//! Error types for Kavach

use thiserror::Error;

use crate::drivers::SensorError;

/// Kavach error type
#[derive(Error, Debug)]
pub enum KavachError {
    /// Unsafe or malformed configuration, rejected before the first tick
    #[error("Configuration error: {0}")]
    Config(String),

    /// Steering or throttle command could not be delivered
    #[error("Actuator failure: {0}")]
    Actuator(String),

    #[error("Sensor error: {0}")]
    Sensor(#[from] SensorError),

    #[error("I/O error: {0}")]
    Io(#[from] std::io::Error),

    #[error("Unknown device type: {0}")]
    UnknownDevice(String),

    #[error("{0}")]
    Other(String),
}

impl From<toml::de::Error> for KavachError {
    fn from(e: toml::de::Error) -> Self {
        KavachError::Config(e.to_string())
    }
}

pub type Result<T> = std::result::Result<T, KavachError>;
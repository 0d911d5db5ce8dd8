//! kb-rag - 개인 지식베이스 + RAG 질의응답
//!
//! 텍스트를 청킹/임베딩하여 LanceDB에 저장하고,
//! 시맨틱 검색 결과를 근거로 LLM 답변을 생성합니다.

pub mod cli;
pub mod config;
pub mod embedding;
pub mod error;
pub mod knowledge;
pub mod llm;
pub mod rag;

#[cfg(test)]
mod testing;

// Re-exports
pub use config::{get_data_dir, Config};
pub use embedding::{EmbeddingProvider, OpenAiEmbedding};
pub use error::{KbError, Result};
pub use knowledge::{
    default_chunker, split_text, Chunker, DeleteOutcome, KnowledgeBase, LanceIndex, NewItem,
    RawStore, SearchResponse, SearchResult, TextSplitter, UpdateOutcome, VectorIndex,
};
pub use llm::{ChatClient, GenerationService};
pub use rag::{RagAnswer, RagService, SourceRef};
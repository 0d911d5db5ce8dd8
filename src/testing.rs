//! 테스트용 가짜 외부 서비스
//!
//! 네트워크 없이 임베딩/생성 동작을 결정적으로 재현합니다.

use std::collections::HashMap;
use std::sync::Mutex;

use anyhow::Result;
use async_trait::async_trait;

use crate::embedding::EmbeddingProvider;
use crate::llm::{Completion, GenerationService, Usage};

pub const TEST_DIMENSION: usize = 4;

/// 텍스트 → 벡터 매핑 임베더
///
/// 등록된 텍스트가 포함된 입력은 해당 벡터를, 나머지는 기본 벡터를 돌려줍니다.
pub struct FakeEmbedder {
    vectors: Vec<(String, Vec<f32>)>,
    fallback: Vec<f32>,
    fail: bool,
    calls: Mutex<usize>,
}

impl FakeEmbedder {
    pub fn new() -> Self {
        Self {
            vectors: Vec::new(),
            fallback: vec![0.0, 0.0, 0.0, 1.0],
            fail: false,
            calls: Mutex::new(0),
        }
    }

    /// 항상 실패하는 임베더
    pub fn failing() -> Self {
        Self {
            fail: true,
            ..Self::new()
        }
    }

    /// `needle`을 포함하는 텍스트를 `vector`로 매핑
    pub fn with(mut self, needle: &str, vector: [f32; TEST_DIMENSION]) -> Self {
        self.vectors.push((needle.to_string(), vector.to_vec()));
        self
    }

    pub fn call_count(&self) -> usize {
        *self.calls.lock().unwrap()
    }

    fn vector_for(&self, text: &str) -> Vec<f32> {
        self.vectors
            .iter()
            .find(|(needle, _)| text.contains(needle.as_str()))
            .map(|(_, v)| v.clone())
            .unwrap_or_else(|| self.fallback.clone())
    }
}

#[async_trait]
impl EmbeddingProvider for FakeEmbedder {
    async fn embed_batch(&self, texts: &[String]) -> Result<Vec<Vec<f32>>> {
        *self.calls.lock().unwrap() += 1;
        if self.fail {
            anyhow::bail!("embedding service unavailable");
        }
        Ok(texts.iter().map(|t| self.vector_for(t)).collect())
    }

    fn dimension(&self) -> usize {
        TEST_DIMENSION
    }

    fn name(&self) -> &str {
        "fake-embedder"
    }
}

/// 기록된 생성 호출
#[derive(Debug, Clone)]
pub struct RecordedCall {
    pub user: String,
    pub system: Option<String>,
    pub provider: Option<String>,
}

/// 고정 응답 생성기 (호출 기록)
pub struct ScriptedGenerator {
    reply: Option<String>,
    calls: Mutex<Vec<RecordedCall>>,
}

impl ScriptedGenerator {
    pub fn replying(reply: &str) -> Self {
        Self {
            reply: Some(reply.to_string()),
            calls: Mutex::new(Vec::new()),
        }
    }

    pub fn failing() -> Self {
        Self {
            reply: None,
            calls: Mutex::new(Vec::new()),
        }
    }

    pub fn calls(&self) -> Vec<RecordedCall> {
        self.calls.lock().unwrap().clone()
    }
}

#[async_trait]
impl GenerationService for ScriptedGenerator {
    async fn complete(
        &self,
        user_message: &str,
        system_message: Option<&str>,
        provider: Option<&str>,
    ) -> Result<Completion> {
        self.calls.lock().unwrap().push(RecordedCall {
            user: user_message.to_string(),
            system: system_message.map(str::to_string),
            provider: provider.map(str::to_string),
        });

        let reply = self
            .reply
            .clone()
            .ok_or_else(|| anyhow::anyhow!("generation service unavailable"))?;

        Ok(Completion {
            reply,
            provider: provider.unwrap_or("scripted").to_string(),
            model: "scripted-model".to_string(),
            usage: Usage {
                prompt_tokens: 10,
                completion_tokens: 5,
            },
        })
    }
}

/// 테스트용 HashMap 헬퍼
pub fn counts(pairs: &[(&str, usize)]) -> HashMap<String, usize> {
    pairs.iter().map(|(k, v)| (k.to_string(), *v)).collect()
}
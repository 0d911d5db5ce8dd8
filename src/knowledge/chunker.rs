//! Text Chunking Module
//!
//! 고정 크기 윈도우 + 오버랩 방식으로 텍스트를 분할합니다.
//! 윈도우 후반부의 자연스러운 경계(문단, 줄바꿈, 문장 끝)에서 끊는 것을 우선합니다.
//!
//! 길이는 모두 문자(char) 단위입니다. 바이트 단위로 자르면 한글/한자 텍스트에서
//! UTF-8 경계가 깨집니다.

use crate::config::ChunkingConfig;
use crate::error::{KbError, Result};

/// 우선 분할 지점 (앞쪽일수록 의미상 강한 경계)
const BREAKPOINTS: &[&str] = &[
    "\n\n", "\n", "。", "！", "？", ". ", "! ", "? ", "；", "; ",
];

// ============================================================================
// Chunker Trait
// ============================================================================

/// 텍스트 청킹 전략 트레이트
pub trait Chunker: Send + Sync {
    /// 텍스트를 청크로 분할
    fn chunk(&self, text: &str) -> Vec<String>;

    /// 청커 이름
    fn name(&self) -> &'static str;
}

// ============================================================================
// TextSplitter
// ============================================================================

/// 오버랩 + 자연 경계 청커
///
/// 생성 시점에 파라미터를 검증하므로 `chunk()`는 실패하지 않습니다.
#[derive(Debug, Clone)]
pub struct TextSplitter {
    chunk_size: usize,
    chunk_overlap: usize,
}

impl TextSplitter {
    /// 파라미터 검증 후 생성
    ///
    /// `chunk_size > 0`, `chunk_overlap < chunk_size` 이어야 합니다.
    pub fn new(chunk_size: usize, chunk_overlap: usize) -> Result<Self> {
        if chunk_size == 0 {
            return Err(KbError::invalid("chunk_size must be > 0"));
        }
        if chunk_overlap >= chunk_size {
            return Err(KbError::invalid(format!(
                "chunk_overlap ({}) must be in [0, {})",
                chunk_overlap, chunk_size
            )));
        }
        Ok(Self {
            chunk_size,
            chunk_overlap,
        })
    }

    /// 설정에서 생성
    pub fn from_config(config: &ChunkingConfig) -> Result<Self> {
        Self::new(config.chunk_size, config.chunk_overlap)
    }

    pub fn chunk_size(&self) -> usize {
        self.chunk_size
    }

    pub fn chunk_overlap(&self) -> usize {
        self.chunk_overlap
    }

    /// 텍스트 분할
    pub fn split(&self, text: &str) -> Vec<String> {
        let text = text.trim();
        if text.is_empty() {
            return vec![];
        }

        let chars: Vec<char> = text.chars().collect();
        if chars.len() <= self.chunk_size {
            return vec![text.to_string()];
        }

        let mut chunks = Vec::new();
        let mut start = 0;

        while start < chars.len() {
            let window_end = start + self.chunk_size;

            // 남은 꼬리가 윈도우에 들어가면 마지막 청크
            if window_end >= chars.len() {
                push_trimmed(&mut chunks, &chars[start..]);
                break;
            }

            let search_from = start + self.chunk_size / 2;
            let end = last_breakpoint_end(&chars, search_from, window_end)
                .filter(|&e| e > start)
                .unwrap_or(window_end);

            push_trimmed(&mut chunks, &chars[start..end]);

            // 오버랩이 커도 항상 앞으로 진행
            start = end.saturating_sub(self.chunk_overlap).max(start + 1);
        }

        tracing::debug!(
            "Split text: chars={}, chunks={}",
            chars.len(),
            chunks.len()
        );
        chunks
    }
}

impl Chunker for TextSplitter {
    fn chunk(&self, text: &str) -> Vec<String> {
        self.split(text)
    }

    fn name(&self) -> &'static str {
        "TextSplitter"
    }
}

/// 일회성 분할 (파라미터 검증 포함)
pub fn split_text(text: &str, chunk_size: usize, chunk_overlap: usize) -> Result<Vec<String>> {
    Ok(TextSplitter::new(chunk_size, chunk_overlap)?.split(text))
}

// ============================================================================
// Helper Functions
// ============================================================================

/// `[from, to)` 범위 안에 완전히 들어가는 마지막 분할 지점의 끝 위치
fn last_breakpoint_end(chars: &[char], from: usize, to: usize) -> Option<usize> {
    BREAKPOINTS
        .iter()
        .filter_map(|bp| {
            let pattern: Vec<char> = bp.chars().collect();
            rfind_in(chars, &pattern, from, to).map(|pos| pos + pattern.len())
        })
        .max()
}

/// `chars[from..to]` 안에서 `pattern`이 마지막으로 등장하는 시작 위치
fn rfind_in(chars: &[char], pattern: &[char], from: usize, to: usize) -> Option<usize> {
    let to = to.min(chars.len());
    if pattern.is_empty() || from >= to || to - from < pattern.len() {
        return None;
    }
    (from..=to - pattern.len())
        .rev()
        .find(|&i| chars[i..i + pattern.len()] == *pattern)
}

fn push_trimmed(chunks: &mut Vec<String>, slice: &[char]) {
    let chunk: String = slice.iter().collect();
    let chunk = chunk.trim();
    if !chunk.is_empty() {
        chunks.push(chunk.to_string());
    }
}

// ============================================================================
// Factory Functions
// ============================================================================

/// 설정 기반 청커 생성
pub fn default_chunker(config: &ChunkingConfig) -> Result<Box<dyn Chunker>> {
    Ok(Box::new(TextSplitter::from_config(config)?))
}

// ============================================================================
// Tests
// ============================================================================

▬▬▬▬▬▬▬▬▬▬

WHAT TO DO: When a line of the records holds the word "static", copy that line.

WRITTEN ANSWER:
    fn name(&self) -> &'static str;
    fn name(&self) -> &'static str {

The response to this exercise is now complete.